§ Task instructions: Please output exactly the part of the records below that opens with the line containing "runs and tests." and closes with the line containing "duplicates count once.", both lines included, and nothing else.

__________

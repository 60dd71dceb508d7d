// src/store/mod.rs
//! Data access for the Population and Data-Set collections.
//!
//! `RecordStore` owns one lazily opened backend connection and a short-lived
//! cache of the last population listing. Backends plug in through the
//! [`Connector`]/[`Backend`] traits: MongoDB for real use, an in-process
//! store for offline runs and tests.

pub mod backend;
pub mod cache;
pub mod connection;
pub mod memory;
pub mod mongo;

use std::collections::BTreeSet;
use std::time::Duration;

pub use backend::{Backend, Connector, UpsertOutcome};
pub use memory::{MemoryConnector, MemoryDb};
pub use mongo::{MongoBackend, MongoConnector};

use crate::config::consts::LIST_CACHE_TTL;
use crate::config::StoreOptions;
use crate::data::{DataSetRecord, PopulationRecord};
use crate::error::Result;
use cache::TtlCache;
use connection::Connection;

pub struct RecordStore<C: Connector> {
    conn: Connection<C>,
    listing: TtlCache<Vec<PopulationRecord>>,
}

pub type MongoStore = RecordStore<MongoConnector>;

impl MongoStore {
    /// Nothing is contacted until the first operation.
    pub fn open(options: StoreOptions) -> Self {
        RecordStore::new(MongoConnector::new(options))
    }
}

impl<C: Connector> RecordStore<C> {
    pub fn new(connector: C) -> Self {
        Self::with_cache_ttl(connector, LIST_CACHE_TTL)
    }

    pub fn with_cache_ttl(connector: C, ttl: Duration) -> Self {
        Self {
            conn: Connection::new(connector),
            listing: TtlCache::new(ttl),
        }
    }

    /// Explicit health check. Connects first if needed, then pings.
    pub fn ping(&mut self) -> Result<()> {
        self.conn.ensure_connected()?.ping()
    }

    /// Whole population sorted by ID. Served from cache while it is fresh.
    pub fn list_population(&mut self) -> Result<Vec<PopulationRecord>> {
        if let Some(hit) = self.listing.get() {
            logd!("Population listing served from cache ({} rows)", hit.len());
            return Ok(hit.clone());
        }
        let rows = self.conn.ensure_connected()?.find_population()?;
        self.listing.put(rows.clone());
        Ok(rows)
    }

    /// 0 when the ID does not exist.
    pub fn delete_by_id(&mut self, id: i64) -> Result<u64> {
        let deleted = self.conn.ensure_connected()?.delete_one(id)?;
        self.listing.invalidate();
        logf!("delete_by_id({id}) removed {deleted}");
        Ok(deleted)
    }

    /// Bulk delete. IDs that do not exist are ignored; duplicates count once.
    pub fn delete_by_ids(&mut self, ids: &[i64]) -> Result<u64> {
        let unique: Vec<i64> = ids.iter().copied().collect::<BTreeSet<_>>().into_iter().collect();
        if unique.is_empty() {
            return Ok(0);
        }
        let deleted = self.conn.ensure_connected()?.delete_many(&unique)?;
        self.listing.invalidate();
        logf!("delete_by_ids({} ids) removed {deleted}", unique.len());
        Ok(deleted)
    }

    /// Up to `k` random records. A backend that refuses the size (e.g. `k`
    /// above the population) reports an error rather than a short list.
    pub fn sample_random(&mut self, k: usize) -> Result<Vec<PopulationRecord>> {
        if k == 0 {
            return Ok(Vec::new());
        }
        self.conn.ensure_connected()?.sample(k)
    }

    /// Insert or fully overwrite by URL, or by (Movie, Year) when there is no URL.
    pub fn upsert_dataset_record(&mut self, record: &DataSetRecord) -> Result<UpsertOutcome> {
        let key = record.match_key();
        let outcome = self.conn.ensure_connected()?.upsert_dataset(&key, record)?;
        logf!("Data-Set upsert {key:?}: {outcome:?}");
        Ok(outcome)
    }

    pub fn dataset_records(&mut self) -> Result<Vec<DataSetRecord>> {
        self.conn.ensure_connected()?.find_dataset()
    }

    /// Drop the cached listing so the next read goes to the backend.
    pub fn invalidate_cache(&mut self) {
        self.listing.invalidate();
    }

    pub fn is_connected(&self) -> bool {
        self.conn.is_connected()
    }

    pub fn connector(&self) -> &C {
        self.conn.connector()
    }
}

__________

§ Answer box:
//! store for offline runs and tests.

pub mod backend;
pub mod cache;
pub mod connection;
pub mod memory;
pub mod mongo;

use std::collections::BTreeSet;
use std::time::Duration;

pub use backend::{Backend, Connector, UpsertOutcome};
pub use memory::{MemoryConnector, MemoryDb};
pub use mongo::{MongoBackend, MongoConnector};

use crate::config::consts::LIST_CACHE_TTL;
use crate::config::StoreOptions;
use crate::data::{DataSetRecord, PopulationRecord};
use crate::error::Result;
use cache::TtlCache;
use connection::Connection;

pub struct RecordStore<C: Connector> {
    conn: Connection<C>,
    listing: TtlCache<Vec<PopulationRecord>>,
}

pub type MongoStore = RecordStore<MongoConnector>;

impl MongoStore {
    /// Nothing is contacted until the first operation.
    pub fn open(options: StoreOptions) -> Self {
        RecordStore::new(MongoConnector::new(options))
    }
}

impl<C: Connector> RecordStore<C> {
    pub fn new(connector: C) -> Self {
        Self::with_cache_ttl(connector, LIST_CACHE_TTL)
    }

    pub fn with_cache_ttl(connector: C, ttl: Duration) -> Self {
        Self {
            conn: Connection::new(connector),
            listing: TtlCache::new(ttl),
        }
    }

    /// Explicit health check. Connects first if needed, then pings.
    pub fn ping(&mut self) -> Result<()> {
        self.conn.ensure_connected()?.ping()
    }

    /// Whole population sorted by ID. Served from cache while it is fresh.
    pub fn list_population(&mut self) -> Result<Vec<PopulationRecord>> {
        if let Some(hit) = self.listing.get() {
            logd!("Population listing served from cache ({} rows)", hit.len());
            return Ok(hit.clone());
        }
        let rows = self.conn.ensure_connected()?.find_population()?;
        self.listing.put(rows.clone());
        Ok(rows)
    }

    /// 0 when the ID does not exist.
    pub fn delete_by_id(&mut self, id: i64) -> Result<u64> {
        let deleted = self.conn.ensure_connected()?.delete_one(id)?;
        self.listing.invalidate();
        logf!("delete_by_id({id}) removed {deleted}");
        Ok(deleted)
    }

    /// Bulk delete. IDs that do not exist are ignored; duplicates count once.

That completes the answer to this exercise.